◆ **Assigned task**:
Go through the data below and gather each line containing "PartialEq".

---- Provided material

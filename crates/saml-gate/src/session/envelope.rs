//! MAC envelope shared by session cookies and relay state.
//!
//! Format: `base64url(json) "." base64url(HMAC-SHA256(key, purpose "." base64url(json)))`.
//! The purpose tag is part of the MAC input, so a token minted for one
//! purpose never verifies as another.

use base64::Engine;
use base64::engine::general_purpose::URL_SAFE_NO_PAD;
use hmac::digest::InvalidLength;
use hmac::{Hmac, Mac};
use rand::RngCore;
use rand::rngs::OsRng;
use serde::Serialize;
use serde::de::DeserializeOwned;
use sha2::Sha256;

type HmacSha256 = Hmac<Sha256>;

#[derive(Clone, Copy, Debug, PartialEq, Eq)]
pub enum Purpose {
    Session,
    RelayState,
}

impl Purpose {
    fn tag(self) -> &'static str {
        match self {
            Purpose::Session => "session",
            Purpose::RelayState => "relay-state",
        }
    }
}

pub struct SigningKey(Vec<u8>);

impl SigningKey {
    pub fn from_secret(secret: &str) -> Self {
        Self(secret.as_bytes().to_vec())
    }

    /// Random process-local key. Tokens minted under it do not survive a
    /// restart and are not accepted by other instances.
    pub fn generate() -> Self {
        let mut bytes = vec![0u8; 32];
        OsRng.fill_bytes(&mut bytes);
        Self(bytes)
    }

    fn mac(&self, purpose: Purpose, payload: &str) -> Result<HmacSha256, InvalidLength> {
        let mut mac = HmacSha256::new_from_slice(&self.0)?;
        mac.update(purpose.tag().as_bytes());
        mac.update(b".");
        mac.update(payload.as_bytes());
        Ok(mac)
    }
}

impl std::fmt::Debug for SigningKey {
    fn fmt(&self, f: &mut std::fmt::Formatter<'_>) -> std::fmt::Result {
        f.write_str("SigningKey(..)")
    }
}

#[derive(Debug, thiserror::Error)]
pub enum SealError {
    #[error("failed to serialize payload: {0}")]
    Json(#[from] serde_json::Error),
    #[error("signing key rejected by HMAC")]
    Key,
}

#[derive(Debug, PartialEq, Eq)]
pub enum OpenError {
    Malformed,
    BadSignature,
}

pub fn seal<T: Serialize>(
    key: &SigningKey,
    purpose: Purpose,
    value: &T,
) -> Result<String, SealError> {
    let payload = URL_SAFE_NO_PAD.encode(serde_json::to_vec(value)?);
    let mac = key.mac(purpose, &payload).map_err(|_| SealError::Key)?;
    let tag = URL_SAFE_NO_PAD.encode(mac.finalize().into_bytes());
    Ok(format!("{payload}.{tag}"))
}

pub fn open<T: DeserializeOwned>(
    key: &SigningKey,
    purpose: Purpose,
    token: &str,
) -> Result<T, OpenError> {
    let (payload, tag) = token.split_once('.').ok_or(OpenError::Malformed)?;
    let tag = URL_SAFE_NO_PAD
        .decode(tag)
        .map_err(|_| OpenError::Malformed)?;

    key.mac(purpose, payload)
        .map_err(|_| OpenError::BadSignature)?
        .verify_slice(&tag)
        .map_err(|_| OpenError::BadSignature)?;

    let json = URL_SAFE_NO_PAD
        .decode(payload)
        .map_err(|_| OpenError::Malformed)?;
    serde_json::from_slice(&json).map_err(|_| OpenError::Malformed)
}

#[cfg(test)]
mod tests {
    use super::*;
    use serde::Deserialize;

    #[derive(Debug, PartialEq, Serialize, Deserialize)]
    struct Payload {
        subject: String,
    }

    fn payload() -> Payload {
        Payload {
            subject: "alice".into(),
        }
    }

    #[test]
    fn opens_what_it_seals() {
        let key = SigningKey::from_secret("test-secret");
        let token = seal(&key, Purpose::Session, &payload()).unwrap();
        let opened: Payload = open(&key, Purpose::Session, &token).unwrap();
        assert_eq!(opened, payload());
    }

    #[test]
    fn purpose_is_bound_into_the_mac() {
        let key = SigningKey::from_secret("test-secret");
        let token = seal(&key, Purpose::RelayState, &payload()).unwrap();
        assert_eq!(
            open::<Payload>(&key, Purpose::Session, &token),
            Err(OpenError::BadSignature)
        );
    }

    #[test]
    fn tampered_payload_fails_verification() {
        let key = SigningKey::from_secret("test-secret");
        let token = seal(&key, Purpose::Session, &payload()).unwrap();
        let (_, tag) = token.split_once('.').unwrap();
        let forged = URL_SAFE_NO_PAD.encode(br#"{"subject":"mallory"}"#);
        assert_eq!(
            open::<Payload>(&key, Purpose::Session, &format!("{forged}.{tag}")),
            Err(OpenError::BadSignature)
        );
    }

    #[test]
    fn malformed_tokens_are_rejected() {
        let key = SigningKey::from_secret("test-secret");
        for token in ["", "no-dot", "abc.!!!", "."] {
            assert!(open::<Payload>(&key, Purpose::Session, token).is_err());
        }
    }

    #[test]
    fn empty_secret_still_seals_and_opens() {
        let key = SigningKey::from_secret("");
        let token = seal(&key, Purpose::Session, &payload()).unwrap();
        let opened: Payload = open(&key, Purpose::Session, &token).unwrap();
        assert_eq!(opened, payload());
    }

    #[test]
    fn generated_keys_differ() {
        let a = SigningKey::generate();
        let b = SigningKey::generate();
        let token = seal(&a, Purpose::Session, &payload()).unwrap();
        assert!(open::<Payload>(&b, Purpose::Session, &token).is_err());
    }
}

--------

◆ **Exercise result**:
#[derive(Clone, Copy, Debug, PartialEq, Eq)]
#[derive(Debug, PartialEq, Eq)]
    #[derive(Debug, PartialEq, Serialize, Deserialize)]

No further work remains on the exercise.